* **AIM OF THE TASK**:
Going down the data below, set down exactly the line with "(shape-checked, not calendar-checked)." and each line after it through the line with "pub enum DurationInput"; no other lines.

* **DATA FOR ANALYSIS**:
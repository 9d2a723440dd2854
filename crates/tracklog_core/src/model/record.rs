//! Record domain model and draft coercion.
//!
//! # Responsibility
//! - Define the canonical record entity shared by store/search/stats.
//! - Coerce lenient draft payloads into validation-ready candidates.
//!
//! # Invariants
//! - `id` is stable and never reused for another record.
//! - Coercion is explicit and total: one step per field, before validation,
//!   never ambient type juggling.
//! - `created_at` is set once at creation; `updated_at` moves on every
//!   accepted mutation.

use crate::validate::normalize_title;
use chrono::{DateTime, Utc};
use serde::{Deserialize, Serialize};
use std::fmt::{Display, Formatter};
use uuid::Uuid;

/// Stable opaque identifier for a record.
///
/// Generated ids are UUID v4 strings, but imported collections may carry
/// foreign id schemes, so the inner representation stays opaque text.
#[derive(Debug, Clone, PartialEq, Eq, Hash, Serialize, Deserialize)]
#[serde(transparent)]
pub struct RecordId(String);

impl RecordId {
    /// Creates a fresh globally unique id.
    pub fn generate() -> Self {
        Self(Uuid::new_v4().to_string())
    }

    /// Wraps an existing external id verbatim.
    pub fn new(raw: impl Into<String>) -> Self {
        Self(raw.into())
    }

    pub fn as_str(&self) -> &str {
        &self.0
    }
}

impl Display for RecordId {
    fn fmt(&self, f: &mut Formatter<'_>) -> std::fmt::Result {
        f.write_str(&self.0)
    }
}

/// Canonical tracked activity entry.
///
/// Field names serialize camelCase (`createdAt`, `updatedAt`) so exported
/// collections stay importable across app versions.
#[derive(Debug, Clone, PartialEq, Serialize, Deserialize)]
#[serde(rename_all = "camelCase")]
pub struct Record {
    /// Stable id used for upsert identity and import error reporting.
    pub id: RecordId,
    /// Normalized title: non-empty, single internal spaces, trimmed ends.
    pub title: String,
    /// Calendar date in `YYYY-MM-DD` shape (shape-checked, not calendar-checked).
    pub date: String,
    /// Non-negative duration in the configured units.
    pub duration: f64,
    /// One or more alphabetic words joined by single spaces or hyphens.
    pub tag: String,
    /// Free text, may be empty.
    #[serde(default)]
    pub notes: String,
    /// Set once at first creation, preserved across updates.
    pub created_at: DateTime<Utc>,
    /// Refreshed on every accepted mutation.
    pub updated_at: DateTime<Utc>,
}

impl Record {
    /// Canonical text form of the duration, as used by validation and search.
    ///
    /// Whole values render without a fractional part (`95`, not `95.0`).
    pub fn duration_text(&self) -> String {
        format_duration(self.duration)
    }
}

/// Renders a numeric duration in its shortest text form.
pub fn format_duration(value: f64) -> String {
    format!("{value}")
}

/// Duration field input: JSON number or text, resolved by one coerce step.
#[derive(Debug, Clone, PartialEq, Deserialize)]
#[serde(untagged)]
pub enum DurationInput {
    Number(f64),
    Text(String),
}

impl From<f64> for DurationInput {
    fn from(value: f64) -> Self {
        Self::Number(value)
    }
}

impl From<&str> for DurationInput {
    fn from(value: &str) -> Self {
        Self::Text(value.to_string())
    }
}

impl From<String> for DurationInput {
    fn from(value: String) -> Self {
        Self::Text(value)
    }
}

/// Lenient candidate payload for upsert and import paths.
///
/// All fields are optional; defaulting rules differ between the edit form
/// path ([`RecordDraft::coerce_for_upsert`]) and bulk import
/// ([`RecordDraft::coerce_for_import`]).
#[derive(Debug, Clone, Default, Deserialize)]
#[serde(rename_all = "camelCase")]
pub struct RecordDraft {
    #[serde(default)]
    pub id: Option<RecordId>,
    #[serde(default)]
    pub title: Option<String>,
    #[serde(default)]
    pub date: Option<String>,
    #[serde(default)]
    pub duration: Option<DurationInput>,
    #[serde(default)]
    pub tag: Option<String>,
    #[serde(default)]
    pub notes: Option<String>,
    #[serde(default)]
    pub created_at: Option<DateTime<Utc>>,
    #[serde(default)]
    pub updated_at: Option<DateTime<Utc>>,
}

/// Validation-ready candidate produced by draft coercion.
///
/// Keeps the duration's original text form alongside the numeric value, so
/// validation can reject shapes like `01.5` that numeric coercion would hide.
#[derive(Debug, Clone)]
pub struct RecordCandidate {
    pub record: Record,
    pub duration_text: String,
}

impl RecordDraft {
    /// Coerces an edit-form payload into a candidate.
    ///
    /// # Contract
    /// - Missing tag stays empty and is left for validation to reject.
    /// - `updated_at` is always the supplied `now`.
    pub fn coerce_for_upsert(self, now: DateTime<Utc>) -> RecordCandidate {
        self.coerce(now, "", true)
    }

    /// Coerces a bulk-import element into a candidate.
    ///
    /// # Contract
    /// - Missing tag defaults to `other`.
    /// - Present timestamps are kept; absent ones default to `now`.
    pub fn coerce_for_import(self, now: DateTime<Utc>) -> RecordCandidate {
        self.coerce(now, "other", false)
    }

    fn coerce(self, now: DateTime<Utc>, default_tag: &str, stamp_update: bool) -> RecordCandidate {
        let duration_text = match self.duration {
            Some(DurationInput::Text(text)) => text,
            Some(DurationInput::Number(value)) => format_duration(value),
            None => "0".to_string(),
        };
        // Parse failure leaves 0.0; validation rejects the text form anyway.
        let duration = duration_text.parse::<f64>().unwrap_or(0.0);

        let record = Record {
            id: self.id.unwrap_or_else(RecordId::generate),
            title: normalize_title(self.title.as_deref().unwrap_or("")),
            date: self.date.unwrap_or_default(),
            duration,
            tag: self.tag.unwrap_or_else(|| default_tag.to_string()),
            notes: self.notes.unwrap_or_default(),
            created_at: self.created_at.unwrap_or(now),
            updated_at: if stamp_update {
                now
            } else {
                self.updated_at.unwrap_or(now)
            },
        };

        RecordCandidate {
            record,
            duration_text,
        }
    }
}

#[cfg(test)]
mod tests {
    use super::*;
    use chrono::TimeZone;

    fn at_noon() -> DateTime<Utc> {
        Utc.with_ymd_and_hms(2024, 3, 1, 12, 0, 0).unwrap()
    }

    #[test]
    fn upsert_coercion_normalizes_title_and_stamps_update() {
        let draft = RecordDraft {
            title: Some("  Math   HW ".to_string()),
            date: Some("2024-02-01".to_string()),
            duration: Some("45".into()),
            tag: Some("school".to_string()),
            ..RecordDraft::default()
        };
        let candidate = draft.coerce_for_upsert(at_noon());
        assert_eq!(candidate.record.title, "Math HW");
        assert_eq!(candidate.record.notes, "");
        assert_eq!(candidate.record.updated_at, at_noon());
        assert_eq!(candidate.duration_text, "45");
        assert_eq!(candidate.record.duration, 45.0);
    }

    #[test]
    fn import_coercion_defaults_tag_to_other() {
        let candidate = RecordDraft::default().coerce_for_import(at_noon());
        assert_eq!(candidate.record.tag, "other");
        assert_eq!(candidate.duration_text, "0");
    }

    #[test]
    fn numeric_duration_renders_shortest_text() {
        assert_eq!(format_duration(95.0), "95");
        assert_eq!(format_duration(1.5), "1.5");
        assert_eq!(format_duration(0.0), "0");
    }
}
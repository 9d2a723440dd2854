//! Core logging bootstrap.
//!
//! # Responsibility
//! - Initialize file-based rolling logs exactly once per process.
//! - Emit stable, metadata-only diagnostic events from core.
//!
//! # Invariants
//! - Logging init is idempotent for the same configuration.
//! - Re-initialization with a different level or directory is rejected.
//! - Logging initialization never panics.

use flexi_logger::{Cleanup, Criterion, FileSpec, Logger, LoggerHandle, Naming, WriteMode};
use log::info;
use once_cell::sync::OnceCell;
use std::path::{Path, PathBuf};

const LOG_FILE_BASENAME: &str = "tracklog";
const MAX_LOG_FILE_SIZE_BYTES: u64 = 10 * 1024 * 1024;
const MAX_LOG_FILES: usize = 5;

static LOGGING_STATE: OnceCell<LoggingState> = OnceCell::new();

struct LoggingState {
    level: &'static str,
    log_dir: PathBuf,
    _logger: LoggerHandle,
}

/// Initializes core logging with level and directory.
///
/// # Invariants
/// - Repeated calls with the same configuration are idempotent.
/// - Calls with a conflicting level or directory return an error.
///
/// # Errors
/// - Unsupported `level`, empty/relative `log_dir`, uncreatable directory,
///   or logger backend failure, as a human-readable message.
pub fn init_logging(level: &str, log_dir: &str) -> Result<(), String> {
    let level = normalize_level(level)?;
    let log_dir = normalize_log_dir(log_dir)?;

    let state = LOGGING_STATE.get_or_try_init(|| start_logger(level, log_dir.clone()))?;

    if state.log_dir != log_dir {
        return Err(format!(
            "logging already initialized at `{}`; refusing to switch to `{}`",
            state.log_dir.display(),
            log_dir.display()
        ));
    }
    if state.level != level {
        return Err(format!(
            "logging already initialized with level `{}`; refusing to switch to `{level}`",
            state.level
        ));
    }

    Ok(())
}

/// Returns `(level, log_dir)` when logging is active, `None` otherwise.
pub fn logging_status() -> Option<(&'static str, PathBuf)> {
    LOGGING_STATE
        .get()
        .map(|state| (state.level, state.log_dir.clone()))
}

/// Default log level: `debug` in debug builds, `info` in release builds.
pub fn default_log_level() -> &'static str {
    if cfg!(debug_assertions) {
        "debug"
    } else {
        "info"
    }
}

fn start_logger(level: &'static str, log_dir: PathBuf) -> Result<LoggingState, String> {
    std::fs::create_dir_all(&log_dir).map_err(|err| {
        format!(
            "failed to create log directory `{}`: {err}",
            log_dir.display()
        )
    })?;

    let logger = Logger::try_with_str(level)
        .map_err(|err| format!("invalid log level `{level}`: {err}"))?
        .log_to_file(
            FileSpec::default()
                .directory(log_dir.as_path())
                .basename(LOG_FILE_BASENAME),
        )
        .rotate(
            Criterion::Size(MAX_LOG_FILE_SIZE_BYTES),
            Naming::Numbers,
            Cleanup::KeepLogFiles(MAX_LOG_FILES),
        )
        .write_mode(WriteMode::BufferAndFlush)
        .append()
        .format_for_files(flexi_logger::detailed_format)
        .start()
        .map_err(|err| format!("failed to start logger: {err}"))?;

    info!(
        "event=core_init module=core status=ok level={level} log_dir={} version={}",
        log_dir.display(),
        env!("CARGO_PKG_VERSION")
    );

    Ok(LoggingState {
        level,
        log_dir,
        _logger: logger,
    })
}

fn normalize_level(level: &str) -> Result<&'static str, String> {
    match level.trim().to_ascii_lowercase().as_str() {
        "trace" => Ok("trace"),
        "debug" => Ok("debug"),
        "info" => Ok("info"),
        "warn" | "warning" => Ok("warn"),
        "error" => Ok("error"),
        other => Err(format!(
            "unsupported log level `{other}`; expected trace|debug|info|warn|error"
        )),
    }
}

fn normalize_log_dir(log_dir: &str) -> Result<PathBuf, String> {
    let trimmed = log_dir.trim();
    if trimmed.is_empty() {
        return Err("log_dir cannot be empty".to_string());
    }
    let path = Path::new(trimmed);
    if !path.is_absolute() {
        return Err(format!("log_dir must be an absolute path, got `{trimmed}`"));
    }
    Ok(path.to_path_buf())
}
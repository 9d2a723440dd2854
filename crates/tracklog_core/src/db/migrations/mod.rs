//! SQLite migration registry and executor.
//!
//! # Responsibility
//! - Register schema migrations in strictly increasing order.
//! - Apply pending migrations atomically.
//!
//! # Invariants
//! - `version` values must remain monotonic.
//! - Applied migration version is mirrored to `PRAGMA user_version`.

use crate::db::{DbError, DbResult};
use rusqlite::Connection;

#[derive(Debug, Clone, Copy)]
struct Migration {
    version: u32,
    sql: &'static str,
}

const MIGRATIONS: &[Migration] = &[Migration {
    version: 1,
    sql: include_str!("0001_init.sql"),
}];

/// Returns the latest migration version known by this binary.
pub fn latest_version() -> u32 {
    MIGRATIONS.last().map_or(0, |migration| migration.version)
}

/// Applies all pending migrations on the provided connection.
///
/// Refuses to touch a database whose recorded version is newer than this
/// binary understands.
pub fn apply_migrations(conn: &mut Connection) -> DbResult<()> {
    let applied: u32 = conn.query_row("PRAGMA user_version;", [], |row| row.get(0))?;
    if applied > latest_version() {
        return Err(DbError::UnsupportedSchemaVersion {
            db_version: applied,
            latest_supported: latest_version(),
        });
    }

    let pending: Vec<&Migration> = MIGRATIONS
        .iter()
        .filter(|migration| migration.version > applied)
        .collect();
    if pending.is_empty() {
        return Ok(());
    }

    // One transaction for the whole batch: a half-applied upgrade would
    // leave the recorded version out of step with the schema.
    let tx = conn.transaction()?;
    for migration in pending {
        tx.execute_batch(migration.sql)?;
        tx.execute_batch(&format!("PRAGMA user_version = {};", migration.version))?;
    }
    tx.commit()?;

    Ok(())
}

* **WRITTEN ANSWER**:
    /// Calendar date in `YYYY-MM-DD` shape (shape-checked, not calendar-checked).
    pub date: String,
    /// Non-negative duration in the configured units.
    pub duration: f64,
    /// One or more alphabetic words joined by single spaces or hyphens.
    pub tag: String,
    /// Free text, may be empty.
    #[serde(default)]
    pub notes: String,
    /// Set once at first creation, preserved across updates.
    pub created_at: DateTime<Utc>,
    /// Refreshed on every accepted mutation.
    pub updated_at: DateTime<Utc>,
}

impl Record {
    /// Canonical text form of the duration, as used by validation and search.
    ///
    /// Whole values render without a fractional part (`95`, not `95.0`).
    pub fn duration_text(&self) -> String {
        format_duration(self.duration)
    }
}

/// Renders a numeric duration in its shortest text form.
pub fn format_duration(value: f64) -> String {
    format!("{value}")
}

/// Duration field input: JSON number or text, resolved by one coerce step.
#[derive(Debug, Clone, PartialEq, Deserialize)]
#[serde(untagged)]
pub enum DurationInput {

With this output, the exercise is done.